Aunt Olivia didn’t answer the question. “This wasn’t what I wanted,” she repeated.
“You wanted things to be perfect,” I said. I still wasn’t sure what had led Aunt Olivia to thinking this was the solution to her problems, but I did know there was power in telling people what they wanted to hear. “Maybe they still can be.”
“Don’t be silly.” Aunt Olivia dismissed that notion out of hand. “If we’d been the only ones on this island, this could have been contained. But now? Campbell is trouble. She always has been, and don’t even get me started on—”
“Sawyer’s right,” Victoria interjected. “This can still be contained. As the only outsider to this whole situation, allow me to assure you that literally no one would believe any of this if we tried to tell them a word of it.”

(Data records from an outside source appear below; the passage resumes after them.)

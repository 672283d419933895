// ABOUTME: In-memory RecordProvider backend over per-user record bundles
// ABOUTME: Date-window filtering and newest-first ordering for tests and embedded use
//
// SPDX-License-Identifier: MIT OR Apache-2.0
// Copyright (c) 2026 FemTracker

use crate::errors::AppResult;
use crate::models::{
    CycleRecord, ExerciseSession, FertilityObservation, HealthRecordBundle, LifestyleEntry,
    MealEntry, MoodEntry, SymptomEntry, WaterIntakeEntry,
};
use crate::providers::RecordProvider;
use async_trait::async_trait;
use chrono::NaiveDate;
use dashmap::DashMap;
use std::sync::Arc;
use uuid::Uuid;

/// In-memory [`RecordProvider`] holding one [`HealthRecordBundle`] per user
///
/// Cheap to clone; clones share the same underlying map.
#[derive(Debug, Clone, Default)]
pub struct InMemoryRecordProvider {
    records: Arc<DashMap<Uuid, HealthRecordBundle>>,
}

impl InMemoryRecordProvider {
    /// Create an empty provider
    #[must_use]
    pub fn new() -> Self {
        Self::default()
    }

    /// Replace all records for a user
    pub fn set_records(&self, user_id: Uuid, bundle: HealthRecordBundle) {
        self.records.insert(user_id, bundle);
    }

    /// Remove all records for a user
    pub fn clear_records(&self, user_id: Uuid) {
        self.records.remove(&user_id);
    }

    fn with_bundle<T>(&self, user_id: Uuid, f: impl FnOnce(&HealthRecordBundle) -> Vec<T>) -> Vec<T> {
        self.records
            .get(&user_id)
            .map_or_else(Vec::new, |bundle| f(bundle.value()))
    }
}

fn window_filtered<T: Clone>(
    records: &[T],
    date_of: impl Fn(&T) -> NaiveDate,
    since: NaiveDate,
    until: NaiveDate,
) -> Vec<T> {
    let mut selected: Vec<T> = records
        .iter()
        .filter(|r| {
            let d = date_of(r);
            d >= since && d <= until
        })
        .cloned()
        .collect();
    selected.sort_by_key(|r| std::cmp::Reverse(date_of(r)));
    selected
}

#[async_trait]
impl RecordProvider for InMemoryRecordProvider {
    async fn exercise_sessions(
        &self,
        user_id: Uuid,
        since: NaiveDate,
        until: NaiveDate,
    ) -> AppResult<Vec<ExerciseSession>> {
        Ok(self.with_bundle(user_id, |b| {
            window_filtered(&b.exercises, |r| r.date, since, until)
        }))
    }

    async fn meals(
        &self,
        user_id: Uuid,
        since: NaiveDate,
        until: NaiveDate,
    ) -> AppResult<Vec<MealEntry>> {
        Ok(self.with_bundle(user_id, |b| window_filtered(&b.meals, |r| r.date, since, until)))
    }

    async fn water_intake(
        &self,
        user_id: Uuid,
        since: NaiveDate,
        until: NaiveDate,
    ) -> AppResult<Vec<WaterIntakeEntry>> {
        Ok(self.with_bundle(user_id, |b| {
            window_filtered(&b.water_intake, |r| r.date, since, until)
        }))
    }

    async fn symptoms(
        &self,
        user_id: Uuid,
        since: NaiveDate,
        until: NaiveDate,
    ) -> AppResult<Vec<SymptomEntry>> {
        Ok(self.with_bundle(user_id, |b| {
            window_filtered(&b.symptoms, |r| r.date, since, until)
        }))
    }

    async fn moods(
        &self,
        user_id: Uuid,
        since: NaiveDate,
        until: NaiveDate,
    ) -> AppResult<Vec<MoodEntry>> {
        Ok(self.with_bundle(user_id, |b| window_filtered(&b.moods, |r| r.date, since, until)))
    }

    async fn lifestyle_entries(
        &self,
        user_id: Uuid,
        since: NaiveDate,
        until: NaiveDate,
    ) -> AppResult<Vec<LifestyleEntry>> {
        Ok(self.with_bundle(user_id, |b| {
            window_filtered(&b.lifestyle, |r| r.date, since, until)
        }))
    }

    async fn fertility_observations(
        &self,
        user_id: Uuid,
        since: NaiveDate,
        until: NaiveDate,
    ) -> AppResult<Vec<FertilityObservation>> {
        Ok(self.with_bundle(user_id, |b| {
            window_filtered(&b.fertility, |r| r.date, since, until)
        }))
    }

    async fn cycles(
        &self,
        user_id: Uuid,
        since: NaiveDate,
        until: NaiveDate,
    ) -> AppResult<Vec<CycleRecord>> {
        Ok(self.with_bundle(user_id, |b| {
            window_filtered(&b.cycles, |r| r.start_date, since, until)
        }))
    }
}

#[cfg(test)]
mod tests {
    use super::*;

    fn date(y: i32, m: u32, d: u32) -> NaiveDate {
        NaiveDate::from_ymd_opt(y, m, d).unwrap()
    }

    #[tokio::test]
    async fn test_window_filtering_and_ordering() {
        let provider = InMemoryRecordProvider::new();
        let user_id = Uuid::new_v4();
        provider.set_records(
            user_id,
            HealthRecordBundle {
                exercises: vec![
                    ExerciseSession {
                        date: date(2026, 8, 1),
                        duration_minutes: 30,
                        intensity: 5,
                    },
                    ExerciseSession {
                        date: date(2026, 8, 20),
                        duration_minutes: 45,
                        intensity: 7,
                    },
                    ExerciseSession {
                        date: date(2026, 8, 10),
                        duration_minutes: 20,
                        intensity: 4,
                    },
                ],
                ..HealthRecordBundle::default()
            },
        );

        let sessions = provider
            .exercise_sessions(user_id, date(2026, 8, 5), date(2026, 8, 25))
            .await
            .unwrap();

        assert_eq!(sessions.len(), 2);
        assert_eq!(sessions[0].date, date(2026, 8, 20));
        assert_eq!(sessions[1].date, date(2026, 8, 10));
    }

    #[tokio::test]
    async fn test_unknown_user_reads_empty() {
        let provider = InMemoryRecordProvider::new();
        let meals = provider
            .meals(Uuid::new_v4(), date(2026, 8, 1), date(2026, 8, 25))
            .await
            .unwrap();
        assert!(meals.is_empty());
    }
}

“Besides,” Campbell added, “do you really think my mama is going to let anything about what happened to the real Liv come out? Aunt Julia? My grandfather?” Campbell seemed to have recovered from her near miss with the bullet. She tossed her auburn hair over one shoulder. “My father is already in prison. There is no way on this planet that my grandfather would allow a scandal like this one to touch my only remaining parent and both of Boone’s.”
There was a moment’s silence, which Sadie-Grace obligingly filled. “I don’t mind about the hole,” she promised sweetly. “Accidents happen. Lily and I once accidentally kidnapped Campbell and tied her to a chair for three days, and that turned out fine.”
“You what?” Aunt Olivia said.
“You can still walk away from this,” I reiterated, putting everything I had into those words. “Things don’t have to be perfect. They can just be.”
For a moment, I thought she was considering that. And then she finished dousing the wood in lighter fluid and pulled out a lighter.